To find the most optimal parameter, we follow the [Parallel hyper-parameter optimization of XGBoost with Optuna and Dask (multiple clusters)](https://github.com/coiled/dask-xgboost-nyctaxi/blob/main/Modeling%203%20-%20Parallel%20HPO%20of%20XGBoost%20with%20Optuna%20and%20Dask%20(multi%20cluster).ipynb) notebook.

This will use `optuna` to find the actual parameter, but have it use multiple threads where each thread gets its own `distributed` cluster.

In [None]:
clients = {}


def get_client():
    thread_id = threading.get_ident()

    try:
        return clients[thread_id]
    except KeyError:
        pass

    with warnings.catch_warnings():
        warnings.filterwarnings(
            "ignore",
            category=UserWarning,
            module="distributed",
            message=".*Port 8787 is already in use.",
        )

        cluster = LocalCluster(n_workers=1, memory_limit="2GB")
        logger.info(f"opened cluster dashboard at: {cluster.dashboard_link}")
    client = Client(cluster, set_as_default=False)

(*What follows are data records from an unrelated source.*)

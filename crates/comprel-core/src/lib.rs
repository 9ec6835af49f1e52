//! Reliability and completeness of rotation-period measurements.
//!
//! A measured period plus one or more auxiliary observables (Lomb-Scargle
//! power, TESS magnitude, SNR) defines a box in parameter space. The box is
//! intersected with a reference catalog of stars whose true periods are known,
//! and the fraction of recovered measurements inside it is reported.

pub mod box_filter;
pub mod classifier;
pub mod error;
pub mod estimator;
pub mod types;
#[cfg(test)]
mod tests;

pub use box_filter::{Axis, AxisBound, BoxFilter};
pub use classifier::StatusClassifier;
pub use error::*;
pub use estimator::{
    completeness, estimate_all_modes, reliability, CompletenessEstimator, EstimateKind, Estimator,
    ModeTriple, ReliabilityEstimator, MIN_BOX_SIZE,
};
pub use types::*;
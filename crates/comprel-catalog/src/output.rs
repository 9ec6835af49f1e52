use std::io::Write;

use comprel_core::{EstimateKind, Mode, ModeTriple};
use csv::StringRecord;

use crate::error::CatalogError;

/// Names of the three appended columns, e.g. `reliability_match`.
pub fn result_columns(kind: EstimateKind) -> [String; 3] {
    Mode::ALL.map(|mode| format!("{}_{}", kind, mode))
}

/// Undefined ratios are written as empty cells. Whole numbers keep a
/// trailing `.0` so the column reads as floating point.
pub fn format_ratio(value: Option<f64>) -> String {
    match value {
        None => String::new(),
        Some(v) if v.fract() == 0.0 => format!("{v:.1}"),
        Some(v) => v.to_string(),
    }
}

/// Write the input table with the result columns appended. Rows are padded
/// or cut to the header width so the result columns stay aligned.
pub(crate) fn write_results<W: Write>(
    output: W,
    headers: &StringRecord,
    records: &[StringRecord],
    kind: EstimateKind,
    results: &[ModeTriple],
) -> Result<(), CatalogError> {
    let mut writer = csv::Writer::from_writer(output);
    let width = headers.len();

    let mut header_row: Vec<String> = headers.iter().map(str::to_string).collect();
    header_row.extend(result_columns(kind));
    writer.write_record(&header_row)?;

    for (row_idx, (record, triple)) in records.iter().zip(results).enumerate() {
        if record.len() > width {
            tracing::warn!(
                row = row_idx,
                extra = record.len() - width,
                "Dropping cells beyond header width"
            );
        }
        let mut row: Vec<String> = (0..width)
            .map(|i| record.get(i).unwrap_or("").to_string())
            .collect();
        row.extend(Mode::ALL.map(|mode| format_ratio(triple.get(mode))));
        writer.write_record(&row)?;
    }

    writer.flush().map_err(csv::Error::from)?;
    Ok(())
}
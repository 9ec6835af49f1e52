//! Axis-aligned box selection over the catalog.

use std::fmt;

use serde::{Deserialize, Serialize};

use crate::types::{CatalogRow, Query, Window};

/// A filterable catalog column
#[derive(Debug, Clone, Copy, PartialEq, Eq, Hash, Serialize, Deserialize)]
pub enum Axis {
    Period,
    Power,
    Magnitude,
    Snr,
}

impl Axis {
    /// Parameter name as used on the command line and in batch files.
    pub fn name(self) -> &'static str {
        match self {
            Axis::Period => "period",
            Axis::Power => "ls",
            Axis::Magnitude => "t",
            Axis::Snr => "snr",
        }
    }

    pub fn value(self, row: &CatalogRow) -> Option<f64> {
        match self {
            Axis::Period => Some(row.true_period),
            Axis::Power => row.power,
            Axis::Magnitude => row.magnitude,
            Axis::Snr => row.snr,
        }
    }
}

impl fmt::Display for Axis {
    fn fmt(&self, f: &mut fmt::Formatter<'_>) -> fmt::Result {
        f.write_str(self.name())
    }
}

/// Open-interval constraint on one axis
#[derive(Debug, Clone, Copy, PartialEq, Serialize, Deserialize)]
pub struct AxisBound {
    pub axis: Axis,
    pub center: f64,
    pub window: Window,
}

impl AxisBound {
    pub fn new(axis: Axis, center: f64, window: Window) -> Self {
        Self { axis, center, window }
    }

    /// Rows with no value on this axis never pass.
    pub fn admits(&self, row: &CatalogRow) -> bool {
        self.axis
            .value(row)
            .is_some_and(|v| self.window.contains(self.center, v))
    }
}

/// Intersection of per-axis bounds. An empty filter admits every row.
#[derive(Debug, Clone, Default, PartialEq, Serialize, Deserialize)]
pub struct BoxFilter {
    bounds: Vec<AxisBound>,
}

impl BoxFilter {
    pub fn new() -> Self {
        Self::default()
    }

    pub fn with(mut self, bound: AxisBound) -> Self {
        self.bounds.push(bound);
        self
    }

    /// Period axis only.
    pub fn period(query: &Query) -> Self {
        Self::new().with(AxisBound::new(
            Axis::Period,
            query.input_period,
            query.period_window,
        ))
    }

    /// Every supplied auxiliary axis, without the period.
    pub fn auxiliary(query: &Query) -> Self {
        query
            .auxiliary()
            .fold(Self::new(), |filter, (axis, aux)| {
                filter.with(AxisBound::new(axis, aux.value, aux.window))
            })
    }

    /// Period plus every supplied auxiliary axis.
    pub fn full(query: &Query) -> Self {
        let mut filter = Self::period(query);
        filter.bounds.extend(Self::auxiliary(query).bounds);
        filter
    }

    pub fn bounds(&self) -> &[AxisBound] {
        &self.bounds
    }

    pub fn contains(&self, row: &CatalogRow) -> bool {
        self.bounds.iter().all(|b| b.admits(row))
    }

    /// Rows inside the box, in input order.
    pub fn apply<'a, I>(&self, rows: I) -> Vec<&'a CatalogRow>
    where
        I: IntoIterator<Item = &'a CatalogRow>,
    {
        rows.into_iter().filter(|row| self.contains(row)).collect()
    }
}

#[cfg(test)]
mod tests {
    use super::*;
    use crate::types::{Catalog, Mode, Status};

    fn row(period: f64, power: Option<f64>, snr: Option<f64>) -> CatalogRow {
        CatalogRow {
            true_period: period,
            power,
            magnitude: Some(10.0),
            snr,
            status: Status::Match,
        }
    }

    #[test]
    fn test_empty_filter_admits_all() {
        let catalog: Catalog = vec![row(1.0, None, None), row(f64::NAN, None, None)]
            .into_iter()
            .collect();
        assert_eq!(BoxFilter::new().apply(&catalog).len(), 2);
    }

    #[test]
    fn test_missing_values_are_excluded() {
        let catalog: Catalog = vec![
            row(9.0, Some(0.1), None),
            row(9.0, None, None),
            row(9.0, Some(f64::NAN), None),
        ]
        .into_iter()
        .collect();

        let filter = BoxFilter::new().with(AxisBound::new(
            Axis::Power,
            0.1,
            Window::symmetric(0.05),
        ));
        let kept = filter.apply(&catalog);
        assert_eq!(kept.len(), 1);
        assert_eq!(kept[0].power, Some(0.1));
    }

    #[test]
    fn test_nan_period_never_in_box() {
        let catalog: Catalog = vec![row(f64::NAN, Some(0.1), None)].into_iter().collect();
        let query = Query::new(9.0, Mode::Match).with_power(0.1, Window::symmetric(0.05));
        assert!(BoxFilter::full(&query).apply(&catalog).is_empty());
    }

    #[test]
    fn test_axis_order_does_not_change_result() {
        let catalog: Catalog = vec![
            row(9.0, Some(0.1), Some(5.0)),
            row(9.2, Some(0.12), Some(9.0)),
            row(8.7, Some(0.3), Some(5.5)),
            row(9.9, Some(0.09), Some(4.0)),
        ]
        .into_iter()
        .collect();

        let power = AxisBound::new(Axis::Power, 0.1, Window::symmetric(0.05));
        let snr = AxisBound::new(Axis::Snr, 5.0, Window::symmetric(2.5));

        let a = BoxFilter::new().with(power).with(snr).apply(&catalog);
        let b = BoxFilter::new().with(snr).with(power).apply(&catalog);
        assert_eq!(a, b);
        assert_eq!(a.len(), 2);
    }

    #[test]
    fn test_full_filter_bounds() {
        let query = Query::new(9.0, Mode::Match)
            .with_power(0.1, Window::symmetric(0.05))
            .with_snr(5.0, Window::new(1.0, 2.0));

        let axes: Vec<Axis> = BoxFilter::full(&query).bounds().iter().map(|b| b.axis).collect();
        assert_eq!(axes, vec![Axis::Period, Axis::Power, Axis::Snr]);
        assert_eq!(BoxFilter::auxiliary(&query).bounds().len(), 2);
        assert_eq!(BoxFilter::period(&query).bounds().len(), 1);
    }

    #[test]
    fn test_asymmetric_window() {
        let catalog: Catalog = vec![row(8.5, None, None), row(10.5, None, None)]
            .into_iter()
            .collect();
        let filter = BoxFilter::new().with(AxisBound::new(Axis::Period, 9.0, Window::new(0.25, 2.0)));
        let kept = filter.apply(&catalog);
        assert_eq!(kept.len(), 1);
        assert_eq!(kept[0].true_period, 10.5);
    }
}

    clients[thread_id] = client

    return client


def objective(trial, estimator, data):
    client = get_client()

    params = {"sigma": trial.suggest_float("sigma", 1e-5, data.attrs["sigma_max"])}

    with client.as_current():
        return estimator.set_params(**params).score(data).item()

In [None]:
@contextmanager
def isolated_clients():
    global clients

    backup = clients

    try:
        clients = {}
        yield
    finally:
        for thread_id, client in clients.items():
            # make sure we don't cancel anything
            while [_ for _ in client.processing().values() if _]:
                time.sleep(2)
            client.shutdown()
            client.close()

        clusters = backup

## execute the optimization

In [None]:
%%time
path = f"{root}/emission/{name}.zarr"

study = optuna.create_study(study_name="parallel-pangeo-fish-tag_log")

with isolated_clients():
    study.optimize(
        curry(objective)(estimator=estimator, data=data),
        n_trials=n_trials,
        n_jobs=n_jobs,
    )

study.best_params

In [None]:
optuna.visualization.plot_optimization_history(study)

In [None]:
optimized = estimator.set_params(**study.best_params)
optimized

## store the optimized parameters to disk

In [None]:
params = optimized.to_dict()
with fsspec.open(output_path, mode="w") as f:
    json.dump(params, f)